Work instructions
Gather all lines in the entries that include the word "engines".

Information provided Start Marker

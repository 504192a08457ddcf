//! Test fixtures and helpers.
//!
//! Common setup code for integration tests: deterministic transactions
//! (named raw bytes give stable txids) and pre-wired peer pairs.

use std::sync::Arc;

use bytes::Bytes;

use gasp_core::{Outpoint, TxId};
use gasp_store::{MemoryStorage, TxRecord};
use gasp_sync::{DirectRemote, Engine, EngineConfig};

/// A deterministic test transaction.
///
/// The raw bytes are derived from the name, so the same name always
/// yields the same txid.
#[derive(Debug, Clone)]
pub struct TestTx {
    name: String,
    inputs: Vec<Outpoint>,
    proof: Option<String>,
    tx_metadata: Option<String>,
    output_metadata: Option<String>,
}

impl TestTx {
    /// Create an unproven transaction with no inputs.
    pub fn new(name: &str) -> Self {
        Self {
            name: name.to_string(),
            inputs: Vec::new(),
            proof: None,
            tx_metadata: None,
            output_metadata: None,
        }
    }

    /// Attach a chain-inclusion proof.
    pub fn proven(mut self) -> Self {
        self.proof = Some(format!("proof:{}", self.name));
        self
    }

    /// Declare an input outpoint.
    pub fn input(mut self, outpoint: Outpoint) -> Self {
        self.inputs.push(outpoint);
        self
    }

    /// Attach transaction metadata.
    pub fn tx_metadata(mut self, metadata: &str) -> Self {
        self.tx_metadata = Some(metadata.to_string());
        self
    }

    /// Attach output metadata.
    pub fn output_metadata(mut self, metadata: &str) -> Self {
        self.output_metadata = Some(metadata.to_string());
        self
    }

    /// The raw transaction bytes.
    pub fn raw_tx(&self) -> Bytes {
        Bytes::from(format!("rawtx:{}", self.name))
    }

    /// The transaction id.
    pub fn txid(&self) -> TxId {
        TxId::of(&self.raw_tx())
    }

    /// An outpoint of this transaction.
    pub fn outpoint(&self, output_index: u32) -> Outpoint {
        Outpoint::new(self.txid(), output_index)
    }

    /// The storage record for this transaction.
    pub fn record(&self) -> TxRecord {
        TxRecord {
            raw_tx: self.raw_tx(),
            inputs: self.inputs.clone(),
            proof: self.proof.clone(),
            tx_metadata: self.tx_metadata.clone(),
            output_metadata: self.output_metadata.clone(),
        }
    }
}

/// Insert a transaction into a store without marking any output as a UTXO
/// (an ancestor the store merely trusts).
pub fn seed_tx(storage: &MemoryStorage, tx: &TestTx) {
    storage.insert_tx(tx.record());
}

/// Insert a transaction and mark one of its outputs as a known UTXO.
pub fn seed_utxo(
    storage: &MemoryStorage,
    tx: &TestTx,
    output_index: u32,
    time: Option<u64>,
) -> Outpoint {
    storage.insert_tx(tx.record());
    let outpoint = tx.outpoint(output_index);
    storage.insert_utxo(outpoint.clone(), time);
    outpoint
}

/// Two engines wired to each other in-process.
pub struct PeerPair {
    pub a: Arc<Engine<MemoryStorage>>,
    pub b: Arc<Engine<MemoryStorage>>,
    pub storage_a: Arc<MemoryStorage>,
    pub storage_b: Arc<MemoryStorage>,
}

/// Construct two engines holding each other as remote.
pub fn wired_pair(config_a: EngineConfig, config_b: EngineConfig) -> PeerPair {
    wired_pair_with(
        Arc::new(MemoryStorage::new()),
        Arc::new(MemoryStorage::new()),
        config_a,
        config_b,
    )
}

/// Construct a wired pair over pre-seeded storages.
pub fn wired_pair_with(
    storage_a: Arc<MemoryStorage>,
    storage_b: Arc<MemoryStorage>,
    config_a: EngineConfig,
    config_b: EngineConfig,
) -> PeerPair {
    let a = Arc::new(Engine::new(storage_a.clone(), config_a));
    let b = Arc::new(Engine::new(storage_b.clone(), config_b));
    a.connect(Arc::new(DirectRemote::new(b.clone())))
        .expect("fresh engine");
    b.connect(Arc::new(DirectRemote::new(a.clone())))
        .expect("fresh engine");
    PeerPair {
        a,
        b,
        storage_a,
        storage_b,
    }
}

Information provided End Marker
Information provided Start Marker

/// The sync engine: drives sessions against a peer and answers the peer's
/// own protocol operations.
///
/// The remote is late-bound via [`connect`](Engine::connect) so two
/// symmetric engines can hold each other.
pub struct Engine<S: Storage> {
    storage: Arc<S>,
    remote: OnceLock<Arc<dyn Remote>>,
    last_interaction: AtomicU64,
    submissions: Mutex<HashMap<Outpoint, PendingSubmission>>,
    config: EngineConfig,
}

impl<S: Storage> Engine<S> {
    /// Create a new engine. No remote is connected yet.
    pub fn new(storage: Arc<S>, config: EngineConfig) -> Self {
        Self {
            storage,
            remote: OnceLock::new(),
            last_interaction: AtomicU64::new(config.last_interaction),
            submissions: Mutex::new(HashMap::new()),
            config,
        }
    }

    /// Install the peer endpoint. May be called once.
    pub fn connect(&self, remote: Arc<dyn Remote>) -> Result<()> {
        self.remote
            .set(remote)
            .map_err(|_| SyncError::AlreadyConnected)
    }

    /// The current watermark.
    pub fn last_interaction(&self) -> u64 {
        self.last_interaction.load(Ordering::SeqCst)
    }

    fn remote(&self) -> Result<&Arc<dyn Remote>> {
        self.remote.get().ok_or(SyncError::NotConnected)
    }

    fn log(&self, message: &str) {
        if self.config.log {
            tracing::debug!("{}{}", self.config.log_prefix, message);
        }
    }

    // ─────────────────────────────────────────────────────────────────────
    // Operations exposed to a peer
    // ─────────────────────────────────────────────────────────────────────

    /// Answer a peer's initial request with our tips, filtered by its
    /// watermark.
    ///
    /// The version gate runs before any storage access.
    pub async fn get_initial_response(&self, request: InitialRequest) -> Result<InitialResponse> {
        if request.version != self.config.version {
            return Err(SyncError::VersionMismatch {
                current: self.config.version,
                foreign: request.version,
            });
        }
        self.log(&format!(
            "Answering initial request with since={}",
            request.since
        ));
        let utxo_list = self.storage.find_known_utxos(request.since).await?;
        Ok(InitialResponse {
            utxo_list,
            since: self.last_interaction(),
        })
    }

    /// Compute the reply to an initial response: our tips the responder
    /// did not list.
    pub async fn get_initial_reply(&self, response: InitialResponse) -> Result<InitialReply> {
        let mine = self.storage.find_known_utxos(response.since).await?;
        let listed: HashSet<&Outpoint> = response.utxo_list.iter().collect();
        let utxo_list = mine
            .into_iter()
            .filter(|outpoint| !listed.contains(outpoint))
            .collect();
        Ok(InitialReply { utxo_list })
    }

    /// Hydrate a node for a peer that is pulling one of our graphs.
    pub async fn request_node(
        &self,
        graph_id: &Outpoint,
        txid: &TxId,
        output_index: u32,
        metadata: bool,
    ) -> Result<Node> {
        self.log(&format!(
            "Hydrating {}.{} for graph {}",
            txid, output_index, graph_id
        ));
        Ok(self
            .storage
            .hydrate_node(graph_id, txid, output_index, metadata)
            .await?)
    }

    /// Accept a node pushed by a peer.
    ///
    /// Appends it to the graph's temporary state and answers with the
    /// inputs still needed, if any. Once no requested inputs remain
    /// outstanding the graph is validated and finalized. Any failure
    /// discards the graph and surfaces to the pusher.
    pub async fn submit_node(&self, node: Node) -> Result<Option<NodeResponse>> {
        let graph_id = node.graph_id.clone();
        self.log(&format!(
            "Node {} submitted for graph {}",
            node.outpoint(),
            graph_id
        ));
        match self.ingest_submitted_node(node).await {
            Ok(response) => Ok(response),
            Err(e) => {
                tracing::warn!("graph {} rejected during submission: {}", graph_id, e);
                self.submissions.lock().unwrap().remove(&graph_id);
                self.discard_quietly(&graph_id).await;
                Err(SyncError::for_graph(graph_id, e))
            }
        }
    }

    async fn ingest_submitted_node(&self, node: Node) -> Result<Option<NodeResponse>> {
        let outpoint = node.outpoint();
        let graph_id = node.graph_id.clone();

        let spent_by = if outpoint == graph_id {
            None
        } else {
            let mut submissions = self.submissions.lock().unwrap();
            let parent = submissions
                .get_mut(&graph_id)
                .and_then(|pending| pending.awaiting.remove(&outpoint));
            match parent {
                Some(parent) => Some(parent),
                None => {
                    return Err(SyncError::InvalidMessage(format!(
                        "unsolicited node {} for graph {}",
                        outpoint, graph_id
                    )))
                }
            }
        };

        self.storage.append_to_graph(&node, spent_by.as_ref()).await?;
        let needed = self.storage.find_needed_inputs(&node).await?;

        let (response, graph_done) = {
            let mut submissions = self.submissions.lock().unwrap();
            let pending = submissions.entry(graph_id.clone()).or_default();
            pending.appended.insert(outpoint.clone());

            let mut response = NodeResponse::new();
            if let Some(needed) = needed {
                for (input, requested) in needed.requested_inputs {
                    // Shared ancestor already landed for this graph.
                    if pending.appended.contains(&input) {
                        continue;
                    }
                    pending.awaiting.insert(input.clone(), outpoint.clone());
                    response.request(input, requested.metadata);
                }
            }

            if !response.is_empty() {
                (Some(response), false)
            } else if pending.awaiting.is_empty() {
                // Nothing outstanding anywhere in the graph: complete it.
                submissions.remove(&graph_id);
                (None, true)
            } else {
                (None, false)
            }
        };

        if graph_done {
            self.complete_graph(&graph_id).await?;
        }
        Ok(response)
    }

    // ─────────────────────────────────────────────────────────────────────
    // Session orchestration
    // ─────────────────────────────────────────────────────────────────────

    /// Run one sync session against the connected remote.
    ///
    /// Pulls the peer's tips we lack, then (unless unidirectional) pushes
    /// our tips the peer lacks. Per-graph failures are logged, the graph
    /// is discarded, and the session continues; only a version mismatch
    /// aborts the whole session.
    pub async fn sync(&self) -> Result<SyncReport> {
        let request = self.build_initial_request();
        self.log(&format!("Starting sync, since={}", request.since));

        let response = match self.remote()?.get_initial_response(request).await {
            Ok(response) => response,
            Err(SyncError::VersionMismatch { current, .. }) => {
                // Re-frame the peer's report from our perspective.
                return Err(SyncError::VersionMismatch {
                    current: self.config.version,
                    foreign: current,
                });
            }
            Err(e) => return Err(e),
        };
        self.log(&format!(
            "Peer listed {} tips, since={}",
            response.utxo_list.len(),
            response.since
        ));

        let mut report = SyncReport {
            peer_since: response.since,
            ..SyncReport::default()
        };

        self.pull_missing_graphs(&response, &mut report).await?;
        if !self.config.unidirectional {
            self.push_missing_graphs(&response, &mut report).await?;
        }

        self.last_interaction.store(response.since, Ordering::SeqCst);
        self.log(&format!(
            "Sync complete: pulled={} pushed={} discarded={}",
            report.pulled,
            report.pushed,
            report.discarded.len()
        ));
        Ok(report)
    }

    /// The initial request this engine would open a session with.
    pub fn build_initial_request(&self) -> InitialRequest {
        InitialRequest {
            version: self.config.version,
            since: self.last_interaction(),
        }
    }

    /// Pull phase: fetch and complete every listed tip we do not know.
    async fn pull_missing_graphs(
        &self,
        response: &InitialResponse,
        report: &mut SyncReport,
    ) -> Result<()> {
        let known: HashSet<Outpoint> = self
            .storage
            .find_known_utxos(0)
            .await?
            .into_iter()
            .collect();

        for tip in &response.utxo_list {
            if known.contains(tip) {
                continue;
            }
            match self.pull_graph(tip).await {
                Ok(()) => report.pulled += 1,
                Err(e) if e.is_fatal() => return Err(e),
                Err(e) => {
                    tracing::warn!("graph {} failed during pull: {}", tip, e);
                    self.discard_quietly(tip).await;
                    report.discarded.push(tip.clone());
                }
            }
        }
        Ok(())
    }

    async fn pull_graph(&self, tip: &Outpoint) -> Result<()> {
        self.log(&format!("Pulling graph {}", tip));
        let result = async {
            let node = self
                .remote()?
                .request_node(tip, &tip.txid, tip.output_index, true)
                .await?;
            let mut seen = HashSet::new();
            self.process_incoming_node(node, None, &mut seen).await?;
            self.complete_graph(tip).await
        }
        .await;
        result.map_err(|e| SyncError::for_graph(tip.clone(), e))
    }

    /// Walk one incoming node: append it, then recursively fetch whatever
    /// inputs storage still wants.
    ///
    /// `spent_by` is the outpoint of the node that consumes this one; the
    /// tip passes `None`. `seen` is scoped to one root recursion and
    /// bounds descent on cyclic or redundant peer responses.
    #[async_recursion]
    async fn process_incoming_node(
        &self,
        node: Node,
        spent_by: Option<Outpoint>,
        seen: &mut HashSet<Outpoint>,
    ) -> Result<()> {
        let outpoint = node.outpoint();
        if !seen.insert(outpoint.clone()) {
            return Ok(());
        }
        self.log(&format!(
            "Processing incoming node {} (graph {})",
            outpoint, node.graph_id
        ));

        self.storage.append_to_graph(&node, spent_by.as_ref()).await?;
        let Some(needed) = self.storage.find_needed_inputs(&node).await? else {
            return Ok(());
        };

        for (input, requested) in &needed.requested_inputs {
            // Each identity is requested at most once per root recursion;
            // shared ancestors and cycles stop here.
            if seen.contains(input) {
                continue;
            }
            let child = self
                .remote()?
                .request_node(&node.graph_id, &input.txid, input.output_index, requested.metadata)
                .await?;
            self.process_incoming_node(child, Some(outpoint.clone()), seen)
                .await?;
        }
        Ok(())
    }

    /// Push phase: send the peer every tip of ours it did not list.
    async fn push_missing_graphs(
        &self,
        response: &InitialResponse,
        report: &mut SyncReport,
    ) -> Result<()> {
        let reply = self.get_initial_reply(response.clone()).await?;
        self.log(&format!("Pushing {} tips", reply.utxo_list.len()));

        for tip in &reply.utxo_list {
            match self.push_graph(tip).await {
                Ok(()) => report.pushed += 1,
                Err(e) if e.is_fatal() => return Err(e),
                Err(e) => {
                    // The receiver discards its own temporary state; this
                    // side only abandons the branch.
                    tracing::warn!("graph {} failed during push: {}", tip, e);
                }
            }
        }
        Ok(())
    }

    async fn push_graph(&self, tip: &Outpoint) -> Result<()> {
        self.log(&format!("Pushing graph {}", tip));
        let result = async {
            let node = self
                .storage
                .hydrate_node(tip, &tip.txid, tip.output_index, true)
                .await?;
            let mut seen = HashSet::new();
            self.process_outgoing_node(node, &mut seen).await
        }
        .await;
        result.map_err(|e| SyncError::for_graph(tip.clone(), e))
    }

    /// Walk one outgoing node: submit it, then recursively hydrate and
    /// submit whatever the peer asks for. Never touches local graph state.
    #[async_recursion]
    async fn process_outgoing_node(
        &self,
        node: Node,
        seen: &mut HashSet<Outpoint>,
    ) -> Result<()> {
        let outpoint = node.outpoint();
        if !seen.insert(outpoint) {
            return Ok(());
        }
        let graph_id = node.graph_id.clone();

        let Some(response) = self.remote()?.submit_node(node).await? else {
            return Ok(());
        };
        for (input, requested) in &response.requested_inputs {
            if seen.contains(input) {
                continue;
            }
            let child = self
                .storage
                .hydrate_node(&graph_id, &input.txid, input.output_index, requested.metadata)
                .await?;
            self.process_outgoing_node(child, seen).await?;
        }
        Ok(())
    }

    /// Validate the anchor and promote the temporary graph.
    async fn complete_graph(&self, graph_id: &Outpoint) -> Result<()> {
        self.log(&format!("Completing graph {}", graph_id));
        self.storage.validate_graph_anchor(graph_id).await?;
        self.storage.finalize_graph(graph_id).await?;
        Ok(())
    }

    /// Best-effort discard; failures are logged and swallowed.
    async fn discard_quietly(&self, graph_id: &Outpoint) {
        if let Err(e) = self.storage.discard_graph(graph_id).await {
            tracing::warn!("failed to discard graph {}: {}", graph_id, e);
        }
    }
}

Information provided End Marker

Answer to the exercise
/// Two engines wired to each other in-process.
/// Construct two engines holding each other as remote.
/// symmetric engines can hold each other.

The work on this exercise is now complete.